I'm also playing my first wargame in months this week - I've been invited to a game of Dungeonbowl which I'm going to try and give a shot.  Priestly Paul has a visitor who fancies some Oldhammer-y goodness and they've invited me to join them.  I'm hoping if I can jump-start my nerdy side again then I might stop feeling quite so hollow and get back to normal.  

Assuming, of course, that is a return of normality.  (See?  Even when I'm depressed I can still be nerdy)

King Arthur's death at Camlann - this picture is the cover of my copy of Le Morte Darthur

Despite everything I do have some small RPG news to share with you all and to make this post feel a bit less of a downer.  Due to player attendance issue we put Pendragon on hold for a while and have started a block of one-offs.  We've played four different games now in a few different genres and I can say that three of them went well, while one of them was a bit wonky.

The last month of RPG night.
First up was Unknown Armies, a horror game with equal mixture of Cthulhu, The X-Files and The Invisibles.

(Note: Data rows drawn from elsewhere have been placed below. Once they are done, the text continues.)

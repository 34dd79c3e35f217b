//! Mean speedup and size reduction across the range-extension sweep.

use std::path::Path;

use serde::{Deserialize, Serialize};

use crate::error::{ReportError, Result};
use crate::layout::{RecordLayout, SampleKind};
use crate::stride::{DecodedLog, Sample};

/// Mean speedups of one test case, one entry per metric.
#[derive(Debug, Clone, PartialEq, Serialize, Deserialize)]
pub struct AggregateResult {
    /// Test case display name.
    pub test_case: String,
    /// Mean speedup or reduction per metric, in percent.
    pub mean_pct: Vec<f64>,
}

/// Aggregate table of a whole run, as written to `summary.json`.
#[derive(Debug, Serialize, Deserialize)]
pub struct Summary {
    /// Platform the logs were produced on.
    pub platform: String,
    /// Metric labels, in column order.
    pub metrics: Vec<String>,
    /// One row per test case, in log order.
    pub results: Vec<AggregateResult>,
}

/// Mean speedup (in percent) of `metric` for test case `test_case`.
///
/// Each range-extension level contributes the mean over its parameters, and
/// the levels are then averaged unweighted. Every level must be present with
/// all of its parameters exactly once.
pub fn mean_speedup(
    file: &Path,
    samples: &[Sample],
    layout: &RecordLayout,
    test_case: usize,
    metric: usize,
) -> Result<f64> {
    let levels = layout.range_extend_num;
    let mut sums = vec![0.0f64; levels];
    let mut seen = vec![vec![false; layout.params_num]; levels];

    let relevant = samples.iter().filter(|s| {
        s.kind == SampleKind::SpeedupPct && s.metric == metric && s.coord.test_case == test_case
    });
    for sample in relevant {
        let c = sample.coord;
        let slot = seen
            .get_mut(c.range_extend)
            .and_then(|params| params.get_mut(c.param))
            .ok_or_else(|| {
                ReportError::malformed(
                    file,
                    0,
                    format!(
                        "test case {test_case}: speedup sample at level {} param {} is outside the sweep",
                        c.range_extend, c.param
                    ),
                )
            })?;
        if std::mem::replace(slot, true) {
            return Err(ReportError::malformed(
                file,
                0,
                format!(
                    "test case {test_case}: range-extension level {} param {} appears twice",
                    c.range_extend, c.param
                ),
            ));
        }
        sums[c.range_extend] += sample.value;
    }

    for (level, params) in seen.iter().enumerate() {
        if let Some(missing) = params.iter().position(|&present| !present) {
            return Err(ReportError::malformed(
                file,
                0,
                format!(
                    "test case {test_case}, metric {metric}: range-extension level {level} is missing param {missing}"
                ),
            ));
        }
    }

    let per_level = sums.iter().map(|sum| sum / layout.params_num as f64);
    Ok(per_level.sum::<f64>() / levels as f64 * 100.0)
}

/// Aggregate every (test case, metric) pair of a decoded log.
///
/// `names` supplies the display name of each test case, in log order.
pub fn aggregate(
    log: &DecodedLog,
    layout: &RecordLayout,
    names: &[String],
) -> Result<Vec<AggregateResult>> {
    names
        .iter()
        .enumerate()
        .map(|(t, name)| {
            let mean_pct = (0..layout.merit_num)
                .map(|m| mean_speedup(&log.source, &log.samples, layout, t, m))
                .collect::<Result<Vec<_>>>()?;
            Ok(AggregateResult {
                test_case: name.clone(),
                mean_pct,
            })
        })
        .collect()
}

/// Save the aggregate table as pretty-printed JSON.
pub fn save_summary(summary: &Summary, path: &Path) -> Result<()> {
    let json = serde_json::to_string_pretty(summary)
        .map_err(|e| ReportError::io("serializing", path, e.into()))?;
    std::fs::write(path, json).map_err(|e| ReportError::io("writing", path, e))
}

/// Load a summary previously written by [`save_summary`].
pub fn load_summary(path: &Path) -> Result<Summary> {
    let json = std::fs::read_to_string(path).map_err(|e| ReportError::io("reading", path, e))?;
    serde_json::from_str(&json).map_err(|e| ReportError::io("parsing", path, e.into()))
}

#[cfg(test)]
mod tests {
    use super::*;
    use crate::stride::Coord;

    fn speedup(t: usize, r: usize, p: usize, metric: usize, pct: f64) -> Sample {
        Sample {
            coord: Coord {
                test_case: t,
                range_extend: r,
                param: p,
            },
            metric,
            kind: SampleKind::SpeedupPct,
            value: pct / 100.0,
        }
    }

    #[test]
    fn mean_over_six_levels() {
        let layout = RecordLayout::average_speedup_log(1, 6);
        let samples: Vec<Sample> = [10.0, 20.0, 30.0, 40.0, 50.0, 60.0]
            .iter()
            .enumerate()
            .map(|(r, &pct)| speedup(0, r, 0, 0, pct))
            .collect();
        let mean = mean_speedup(Path::new("average_speedup.log"), &samples, &layout, 0, 0).unwrap();
        assert!((mean - 35.0).abs() < 1e-9, "mean was {mean}");
    }

    #[test]
    fn levels_are_averaged_over_params_first() {
        let mut layout = RecordLayout::perf_log(1, 2, 2);
        layout.merit_num = 1;
        // Level 0: params 0% and 20% (mean 10); level 1: 30% and 30%.
        let samples = vec![
            speedup(0, 0, 0, 0, 0.0),
            speedup(0, 0, 1, 0, 20.0),
            speedup(0, 1, 0, 0, 30.0),
            speedup(0, 1, 1, 0, 30.0),
        ];
        let mean = mean_speedup(Path::new("average_speedup.log"), &samples, &layout, 0, 0).unwrap();
        assert!((mean - 20.0).abs() < 1e-9, "mean was {mean}");
    }

    #[test]
    fn regressions_stay_negative() {
        let layout = RecordLayout::average_speedup_log(1, 2);
        let samples = vec![speedup(0, 0, 0, 0, -10.0), speedup(0, 1, 0, 0, -30.0)];
        let mean = mean_speedup(Path::new("average_speedup.log"), &samples, &layout, 0, 0).unwrap();
        assert!((mean + 20.0).abs() < 1e-9, "mean was {mean}");
    }

    #[test]
    fn missing_level_is_malformed() {
        let layout = RecordLayout::average_speedup_log(1, 3);
        let samples = vec![speedup(0, 0, 0, 0, 1.0), speedup(0, 2, 0, 0, 1.0)];
        let err = mean_speedup(Path::new("average_speedup.log"), &samples, &layout, 0, 0).unwrap_err();
        assert!(
            err.to_string().contains("range-extension level 1 is missing"),
            "unexpected: {err}"
        );
    }

    #[test]
    fn repeated_level_is_malformed() {
        let layout = RecordLayout::average_speedup_log(1, 2);
        let samples = vec![
            speedup(0, 0, 0, 0, 1.0),
            speedup(0, 0, 0, 0, 1.0),
            speedup(0, 1, 0, 0, 1.0),
        ];
        assert!(mean_speedup(Path::new("average_speedup.log"), &samples, &layout, 0, 0).is_err());
    }

    #[test]
    fn aggregate_covers_every_test_case_and_metric() {
        let mut layout = RecordLayout::average_speedup_log(2, 1);
        layout.merit_num = 2;
        let samples = vec![
            speedup(0, 0, 0, 0, 5.0),
            speedup(0, 0, 0, 1, 6.0),
            speedup(1, 0, 0, 0, 7.0),
            speedup(1, 0, 0, 1, 8.0),
        ];
        let names = vec!["exp".to_string(), "log".to_string()];
        let log = DecodedLog {
            source: "average_speedup.log".into(),
            samples,
            test_cases: names.clone(),
            params: vec!["1".into()],
        };
        let results = aggregate(&log, &layout, &names).unwrap();
        assert_eq!(results.len(), 2);
        assert_eq!(results[1].test_case, "log");
        assert!((results[1].mean_pct[1] - 8.0).abs() < 1e-9);
    }

    #[test]
    fn summary_round_trips_through_json() {
        let dir = tempfile::tempdir().unwrap();
        let path = dir.path().join("summary.json");
        let summary = Summary {
            platform: "x86_64".into(),
            metrics: vec!["time (s)".into()],
            results: vec![AggregateResult {
                test_case: "rem_pio2".into(),
                mean_pct: vec![12.5],
            }],
        };
        save_summary(&summary, &path).unwrap();
        let loaded = load_summary(&path).unwrap();
        assert_eq!(loaded.results, summary.results);
        assert_eq!(loaded.platform, "x86_64");
    }
}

We used a notorious pre-generated adventure called "Fly To Heaven", which is set on a plane getting hijacked - the players are all fairly normal people who slowly realise the hijacking has a supernatural element.   We had some attendance problems on this day which meant only three players - Matthew, Raj and Aaron.

This game was a bit of a flop, alas.  The players we had took the more overtly punchy characters and left the more problem solving ones - and post-9/11, one cannot be surprised that people would assume a hijacking is a suicide hijacking and react violently the moment things go wrong.  (The adventure was from 1998 and might have worked better set back then.)  The supernatural stuff hardly came up because the players leapt immediately to karate-chop and shoot the opposition so exposition and creepiness mostly went in the overheard compartments.  I'd like to try this game again but with a different premise.


My mission - make this scary.

 Next was The Regiment; Colonial Marines which is a free game loosely based on the Apocalypse engine we also used for Night Witches.  (The Apocalypse engine is fairly flexible and seemq uite popular these days.) We have played a game styled like this before - 3:16 Carnage Amongst The Stars - but The Regiment was a much more enjoyable mechanical experience for us and I'd be tempted to fuse the setting of 3:16 with the rules of The Regiment in play again.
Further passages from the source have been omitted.